[Stored data entries]
//! Tracing subscriber setup for binaries embedding the watcher.

use tracing_subscriber::{layer::SubscriberExt, util::SubscriberInitExt, EnvFilter};

/// Default filter when `RUST_LOG` is unset.
pub const DEFAULT_DIRECTIVES: &str = "info,offer_watch=debug";

/// Install a global fmt subscriber filtered by `RUST_LOG`, falling back to
/// `default_directives`.
///
/// Does nothing if a global subscriber is already installed.
pub fn init_tracing(default_directives: &str) {
    let filter =
        EnvFilter::try_from_default_env().unwrap_or_else(|_| EnvFilter::new(default_directives));

    let _ = tracing_subscriber::registry()
        .with(filter)
        .with(tracing_subscriber::fmt::layer())
        .try_init();
}
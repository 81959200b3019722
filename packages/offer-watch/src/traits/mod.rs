//! Core trait abstractions for the offer watcher.
//!
//! These traits define the seams the embedding application provides:
//! a browser session, a seen-set store, an acceptance filter and
//! notification backends.

pub mod browser;
pub mod filter;
pub mod notifier;
pub mod store;
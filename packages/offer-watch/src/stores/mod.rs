//! Seen-set storage implementations.
//!
//! Available backends:
//! - `MemoryStore` - In-memory storage (tests, injected setups)
//! - `JsonFileStore` - Pretty-printed JSON document on disk

pub mod json_file;
pub mod memory;

pub use json_file::{JsonFileStore, DEFAULT_STORE_PATH};
pub use memory::MemoryStore;
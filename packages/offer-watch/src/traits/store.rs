//! Seen-set storage trait.

use async_trait::async_trait;

use crate::error::StoreResult;
use crate::types::journey::JourneyInfo;

/// Durable record of which journeys have already been surfaced.
///
/// Every operation is keyed by `item.id`. Entries are write-once: adding an
/// existing key leaves the stored record untouched.
#[async_trait]
pub trait SeenStore: Send + Sync {
    /// Insert a journey. Returns `true` if it was not already present.
    async fn add(&self, info: &JourneyInfo) -> StoreResult<bool>;

    /// Remove a journey. Returns `true` if an entry was removed.
    async fn remove(&self, info: &JourneyInfo) -> StoreResult<bool>;

    /// Check whether a journey with the same key is stored.
    async fn contains(&self, info: &JourneyInfo) -> StoreResult<bool>;

    /// All stored journeys, in insertion order.
    async fn all(&self) -> StoreResult<Vec<JourneyInfo>>;

    /// Number of stored journeys.
    async fn len(&self) -> StoreResult<usize> {
        Ok(self.all().await?.len())
    }
}

#[async_trait]
impl<S: SeenStore + ?Sized> SeenStore for std::sync::Arc<S> {
    async fn add(&self, info: &JourneyInfo) -> StoreResult<bool> {
        (**self).add(info).await
    }

    async fn remove(&self, info: &JourneyInfo) -> StoreResult<bool> {
        (**self).remove(info).await
    }

    async fn contains(&self, info: &JourneyInfo) -> StoreResult<bool> {
        (**self).contains(info).await
    }

    async fn all(&self) -> StoreResult<Vec<JourneyInfo>> {
        (**self).all().await
    }

    async fn len(&self) -> StoreResult<usize> {
        (**self).len().await
    }
}
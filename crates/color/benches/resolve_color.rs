use color::{resolve, Options, Resolver};
use criterion::{black_box, criterion_group, criterion_main, Criterion};

fn uncached(c: &mut Criterion) {
    let options = Options::default();

    for value in [
        "rebeccapurple",
        "rgb(from #123456 calc(r * 2) g b / 0.5)",
        "color-mix(in oklch longer hue, lab(50 20 -30), color(display-p3 1 0 0) 30%)",
    ] {
        c.bench_function(value, |b| b.iter(|| resolve(black_box(value), &options)));
    }
}

fn cached(c: &mut Criterion) {
    let resolver = Resolver::new();
    let options = Options::default();
    let value = "color-mix(in oklab, red, blue)";

    c.bench_function("cached color-mix", |b| {
        b.iter(|| resolver.resolve(black_box(value), &options))
    });
}

criterion_group!(benches, uncached, cached);
criterion_main!(benches);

_Task_:
Which lines in the records above contain the string "storage"? Copy each one.

_Reply to the exercise_:
//! Seen-set storage implementations.
//! - `MemoryStore` - In-memory storage (tests, injected setups)
//! Seen-set storage trait.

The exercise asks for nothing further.